## Required action
All of the entries are to be restated word for word.

## Extracted material
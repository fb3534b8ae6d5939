//! Runtime settings for the service.

pub const DEFAULT_DATABASE_URL: &str = "sqlite://problems.db";
pub const DEFAULT_HOST: &str = "0.0.0.0";
pub const DEFAULT_PORT: u16 = 5000;
pub const DEFAULT_MAX_CONNECTIONS: u32 = 5;
pub const DEFAULT_MAX_BODY_BYTES: usize = 64 * 1024;

#[derive(Clone, Debug, PartialEq)]
pub struct Settings {
    pub database_url: String,
    pub host: String,
    pub port: u16,
    pub max_connections: u32,
    /// Insert the example problems at startup when they are not already present.
    pub seed_data: bool,
    pub max_body_bytes: usize,
}

impl Default for Settings {
    fn default() -> Self {
        Self {
            database_url: DEFAULT_DATABASE_URL.into(),
            host: DEFAULT_HOST.into(),
            port: DEFAULT_PORT,
            max_connections: DEFAULT_MAX_CONNECTIONS,
            seed_data: true,
            max_body_bytes: DEFAULT_MAX_BODY_BYTES,
        }
    }
}

impl Settings {
    pub fn bind_addr(&self) -> String {
        format!("{}:{}", self.host, self.port)
    }
}
//! The `Problem` entity and its status lifecycle.

use crate::error::AppError;
use chrono::NaiveDate;
use serde::{Deserialize, Serialize};
use std::fmt;
use std::str::FromStr;

#[derive(Debug, Clone, Copy, PartialEq, Eq, Default, Serialize, Deserialize)]
pub enum Status {
    #[default]
    #[serde(rename = "Not Started")]
    NotStarted,
    #[serde(rename = "In Progress")]
    InProgress,
    #[serde(rename = "Completed")]
    Completed,
}

impl Status {
    pub const ALL: [Status; 3] = [Status::NotStarted, Status::InProgress, Status::Completed];

    pub fn as_str(&self) -> &'static str {
        match self {
            Status::NotStarted => "Not Started",
            Status::InProgress => "In Progress",
            Status::Completed => "Completed",
        }
    }

    /// Message returned when a caller supplies anything outside [`Status::ALL`].
    pub fn invalid_message() -> String {
        let allowed: Vec<&str> = Self::ALL.iter().map(Status::as_str).collect();
        format!("Invalid status. Allowed values: {:?}", allowed)
    }
}

impl fmt::Display for Status {
    fn fmt(&self, f: &mut fmt::Formatter<'_>) -> fmt::Result {
        f.write_str(self.as_str())
    }
}

impl FromStr for Status {
    type Err = AppError;

    fn from_str(s: &str) -> Result<Self, Self::Err> {
        Self::ALL
            .into_iter()
            .find(|status| status.as_str() == s)
            .ok_or_else(|| AppError::Validation(Self::invalid_message()))
    }
}

/// A persisted problem as returned by every endpoint. Absent optional fields
/// serialize as `null`; `deadline_date` as `YYYY-MM-DD`.
#[derive(Debug, Clone, PartialEq, Serialize)]
pub struct Problem {
    pub id: i64,
    pub title: String,
    pub topic: Option<String>,
    pub difficulty: Option<i64>,
    pub status: Status,
    pub deadline_date: Option<NaiveDate>,
}

/// Validated fields for an insert; the id is assigned by the store.
#[derive(Debug, Clone, PartialEq)]
pub struct NewProblem {
    pub title: String,
    pub topic: Option<String>,
    pub difficulty: Option<i64>,
    pub status: Status,
    pub deadline_date: Option<NaiveDate>,
}

/// Raw table row; status is kept as text until decoded.
#[derive(Debug, sqlx::FromRow)]
pub struct ProblemRow {
    pub id: i64,
    pub title: String,
    pub topic: Option<String>,
    pub difficulty: Option<i64>,
    pub status: String,
    pub deadline_date: Option<NaiveDate>,
}

impl TryFrom<ProblemRow> for Problem {
    type Error = AppError;

    fn try_from(row: ProblemRow) -> Result<Self, Self::Error> {
        let status = row.status.parse::<Status>().map_err(|_| {
            AppError::Internal(format!("problem {} has unknown status '{}'", row.id, row.status))
        })?;
        Ok(Problem {
            id: row.id,
            title: row.title,
            topic: row.topic,
            difficulty: row.difficulty,
            status,
            deadline_date: row.deadline_date,
        })
    }
}

pub const DATE_FORMAT: &str = "%Y-%m-%d";
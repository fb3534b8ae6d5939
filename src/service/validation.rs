//! Request body parsing and field validation.

use crate::error::AppError;
use crate::model::{NewProblem, Status, DATE_FORMAT};
use chrono::NaiveDate;
use regex::Regex;
use serde_json::{Map, Value};
use std::sync::OnceLock;

pub const TITLE_REQUIRED: &str = "Title is required";
pub const STATUS_REQUIRED: &str = "Status is required";
pub const INVALID_DEADLINE: &str = "Invalid deadline_date format. Use YYYY-MM-DD";
pub const INVALID_BODY: &str = "Request body must be a JSON object";

pub struct RequestValidator;

impl RequestValidator {
    /// Parse a raw body. An empty body yields `None`; anything that is not a
    /// JSON object is a validation error.
    pub fn parse_body(bytes: &[u8]) -> Result<Option<Map<String, Value>>, AppError> {
        if bytes.iter().all(u8::is_ascii_whitespace) {
            return Ok(None);
        }
        match serde_json::from_slice::<Value>(bytes) {
            Ok(Value::Object(m)) => Ok(Some(m)),
            Ok(Value::Null) => Ok(None),
            _ => Err(AppError::Validation(INVALID_BODY.into())),
        }
    }

    /// Validate a create payload. Title first, then the optional fields.
    pub fn new_problem(body: Option<&Map<String, Value>>) -> Result<NewProblem, AppError> {
        let body = body.ok_or_else(|| AppError::Validation(TITLE_REQUIRED.into()))?;

        let title = match body.get("title") {
            Some(Value::String(s)) if !s.trim().is_empty() => s.clone(),
            _ => return Err(AppError::Validation(TITLE_REQUIRED.into())),
        };

        let topic = match body.get("topic") {
            None | Some(Value::Null) => None,
            Some(Value::String(s)) => Some(s.clone()),
            Some(_) => return Err(AppError::Validation("topic must be a string".into())),
        };

        let difficulty = match body.get("difficulty") {
            None | Some(Value::Null) => None,
            Some(v) => Some(
                v.as_i64()
                    .ok_or_else(|| AppError::Validation("difficulty must be an integer".into()))?,
            ),
        };

        let status = match body.get("status") {
            None | Some(Value::Null) => Status::default(),
            Some(v) => parse_status(v)?,
        };

        let deadline_date = match body.get("deadline_date") {
            None | Some(Value::Null) => None,
            Some(Value::String(s)) if s.is_empty() => None,
            Some(Value::String(s)) => Some(parse_deadline(s)?),
            Some(_) => return Err(AppError::Validation(INVALID_DEADLINE.into())),
        };

        Ok(NewProblem {
            title,
            topic,
            difficulty,
            status,
            deadline_date,
        })
    }

    /// Validate a status-update payload.
    pub fn status_update(body: Option<&Map<String, Value>>) -> Result<Status, AppError> {
        let value = body
            .and_then(|b| b.get("status"))
            .ok_or_else(|| AppError::Validation(STATUS_REQUIRED.into()))?;
        parse_status(value)
    }
}

fn parse_status(value: &Value) -> Result<Status, AppError> {
    value
        .as_str()
        .ok_or_else(|| AppError::Validation(Status::invalid_message()))?
        .parse()
}

fn date_shape() -> &'static Regex {
    static RE: OnceLock<Regex> = OnceLock::new();
    RE.get_or_init(|| Regex::new(r"^\d{4}-\d{2}-\d{2}$").expect("static date pattern"))
}

/// Strict `YYYY-MM-DD` that is also a real calendar date.
pub fn parse_deadline(s: &str) -> Result<NaiveDate, AppError> {
    if !date_shape().is_match(s) {
        return Err(AppError::Validation(INVALID_DEADLINE.into()));
    }
    NaiveDate::parse_from_str(s, DATE_FORMAT).map_err(|_| AppError::Validation(INVALID_DEADLINE.into()))
}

## Exercise output
repository fb3534b8ae6d5939
//! Runtime settings for the service.

pub const DEFAULT_DATABASE_URL: &str = "sqlite://problems.db";
pub const DEFAULT_HOST: &str = "0.0.0.0";
pub const DEFAULT_PORT: u16 = 5000;
pub const DEFAULT_MAX_CONNECTIONS: u32 = 5;
pub const DEFAULT_MAX_BODY_BYTES: usize = 64 * 1024;

#[derive(Clone, Debug, PartialEq)]
pub struct Settings {
    pub database_url: String,
    pub host: String,
    pub port: u16,
    pub max_connections: u32,
    /// Insert the example problems at startup when they are not already present.
    pub seed_data: bool,
    pub max_body_bytes: usize,
}

impl Default for Settings {
    fn default() -> Self {
        Self {
            database_url: DEFAULT_DATABASE_URL.into(),
            host: DEFAULT_HOST.into(),
            port: DEFAULT_PORT,
            max_connections: DEFAULT_MAX_CONNECTIONS,
            seed_data: true,
            max_body_bytes: DEFAULT_MAX_BODY_BYTES,
        }
    }
}

impl Settings {
    pub fn bind_addr(&self) -> String {
        format!("{}:{}", self.host, self.port)
    }
}
//! The `Problem` entity and its status lifecycle.

use crate::error::AppError;
use chrono::NaiveDate;
use serde::{Deserialize, Serialize};
use std::fmt;
use std::str::FromStr;

#[derive(Debug, Clone, Copy, PartialEq, Eq, Default, Serialize, Deserialize)]
pub enum Status {
    #[default]
    #[serde(rename = "Not Started")]
    NotStarted,
    #[serde(rename = "In Progress")]
    InProgress,
    #[serde(rename = "Completed")]
    Completed,
}

impl Status {
    pub const ALL: [Status; 3] = [Status::NotStarted, Status::InProgress, Status::Completed];

    pub fn as_str(&self) -> &'static str {
        match self {
            Status::NotStarted => "Not Started",
            Status::InProgress => "In Progress",
            Status::Completed => "Completed",
        }
    }

    /// Message returned when a caller supplies anything outside [`Status::ALL`].
    pub fn invalid_message() -> String {
        let allowed: Vec<&str> = Self::ALL.iter().map(Status::as_str).collect();
        format!("Invalid status. Allowed values: {:?}", allowed)
    }
}

impl fmt::Display for Status {
    fn fmt(&self, f: &mut fmt::Formatter<'_>) -> fmt::Result {
        f.write_str(self.as_str())
    }
}

impl FromStr for Status {
    type Err = AppError;

    fn from_str(s: &str) -> Result<Self, Self::Err> {
        Self::ALL
            .into_iter()
            .find(|status| status.as_str() == s)
            .ok_or_else(|| AppError::Validation(Self::invalid_message()))
    }
}

/// A persisted problem as returned by every endpoint. Absent optional fields
/// serialize as `null`; `deadline_date` as `YYYY-MM-DD`.
#[derive(Debug, Clone, PartialEq, Serialize)]
pub struct Problem {
    pub id: i64,
    pub title: String,
    pub topic: Option<String>,
    pub difficulty: Option<i64>,
    pub status: Status,
    pub deadline_date: Option<NaiveDate>,
}

/// Validated fields for an insert; the id is assigned by the store.
#[derive(Debug, Clone, PartialEq)]
pub struct NewProblem {
    pub title: String,
    pub topic: Option<String>,
    pub difficulty: Option<i64>,
    pub status: Status,
    pub deadline_date: Option<NaiveDate>,
}

/// Raw table row; status is kept as text until decoded.
#[derive(Debug, sqlx::FromRow)]
pub struct ProblemRow {
    pub id: i64,
    pub title: String,
    pub topic: Option<String>,
    pub difficulty: Option<i64>,
    pub status: String,
    pub deadline_date: Option<NaiveDate>,
}

impl TryFrom<ProblemRow> for Problem {
    type Error = AppError;

    fn try_from(row: ProblemRow) -> Result<Self, Self::Error> {
        let status = row.status.parse::<Status>().map_err(|_| {
            AppError::Internal(format!("problem {} has unknown status '{}'", row.id, row.status))
        })?;
        Ok(Problem {
            id: row.id,
            title: row.title,
            topic: row.topic,
            difficulty: row.difficulty,
            status,
            deadline_date: row.deadline_date,
        })
    }
}

pub const DATE_FORMAT: &str = "%Y-%m-%d";
repository fb3534b8ae6d5939
filename src/service/validation.rs
//! Request body parsing and field validation.

use crate::error::AppError;
use crate::model::{NewProblem, Status, DATE_FORMAT};
use chrono::NaiveDate;
use regex::Regex;
use serde_json::{Map, Value};
use std::sync::OnceLock;

pub const TITLE_REQUIRED: &str = "Title is required";
pub const STATUS_REQUIRED: &str = "Status is required";
pub const INVALID_DEADLINE: &str = "Invalid deadline_date format. Use YYYY-MM-DD";
pub const INVALID_BODY: &str = "Request body must be a JSON object";

pub struct RequestValidator;

impl RequestValidator {
    /// Parse a raw body. An empty body yields `None`; anything that is not a
    /// JSON object is a validation error.
    pub fn parse_body(bytes: &[u8]) -> Result<Option<Map<String, Value>>, AppError> {
        if bytes.iter().all(u8::is_ascii_whitespace) {
            return Ok(None);
        }
        match serde_json::from_slice::<Value>(bytes) {
            Ok(Value::Object(m)) => Ok(Some(m)),
            Ok(Value::Null) => Ok(None),
            _ => Err(AppError::Validation(INVALID_BODY.into())),
        }
    }

    /// Validate a create payload. Title first, then the optional fields.
    pub fn new_problem(body: Option<&Map<String, Value>>) -> Result<NewProblem, AppError> {
        let body = body.ok_or_else(|| AppError::Validation(TITLE_REQUIRED.into()))?;

        let title = match body.get("title") {
            Some(Value::String(s)) if !s.trim().is_empty() => s.clone(),
            _ => return Err(AppError::Validation(TITLE_REQUIRED.into())),
        };

        let topic = match body.get("topic") {
            None | Some(Value::Null) => None,
            Some(Value::String(s)) => Some(s.clone()),
            Some(_) => return Err(AppError::Validation("topic must be a string".into())),
        };

        let difficulty = match body.get("difficulty") {
            None | Some(Value::Null) => None,
            Some(v) => Some(
                v.as_i64()
                    .ok_or_else(|| AppError::Validation("difficulty must be an integer".into()))?,
            ),
        };

        let status = match body.get("status") {
            None | Some(Value::Null) => Status::default(),
            Some(v) => parse_status(v)?,
        };

        let deadline_date = match body.get("deadline_date") {
            None | Some(Value::Null) => None,
            Some(Value::String(s)) if s.is_empty() => None,
            Some(Value::String(s)) => Some(parse_deadline(s)?),
            Some(_) => return Err(AppError::Validation(INVALID_DEADLINE.into())),
        };

        Ok(NewProblem {
            title,
            topic,
            difficulty,
            status,
            deadline_date,
        })
    }

    /// Validate a status-update payload.
    pub fn status_update(body: Option<&Map<String, Value>>) -> Result<Status, AppError> {
        let value = body
            .and_then(|b| b.get("status"))
            .ok_or_else(|| AppError::Validation(STATUS_REQUIRED.into()))?;
        parse_status(value)
    }
}

fn parse_status(value: &Value) -> Result<Status, AppError> {
    value
        .as_str()
        .ok_or_else(|| AppError::Validation(Status::invalid_message()))?
        .parse()
}

fn date_shape() -> &'static Regex {
    static RE: OnceLock<Regex> = OnceLock::new();
    RE.get_or_init(|| Regex::new(r"^\d{4}-\d{2}-\d{2}$").expect("static date pattern"))
}

/// Strict `YYYY-MM-DD` that is also a real calendar date.
pub fn parse_deadline(s: &str) -> Result<NaiveDate, AppError> {
    if !date_shape().is_match(s) {
        return Err(AppError::Validation(INVALID_DEADLINE.into()));
    }
    NaiveDate::parse_from_str(s, DATE_FORMAT).map_err(|_| AppError::Validation(INVALID_DEADLINE.into()))
}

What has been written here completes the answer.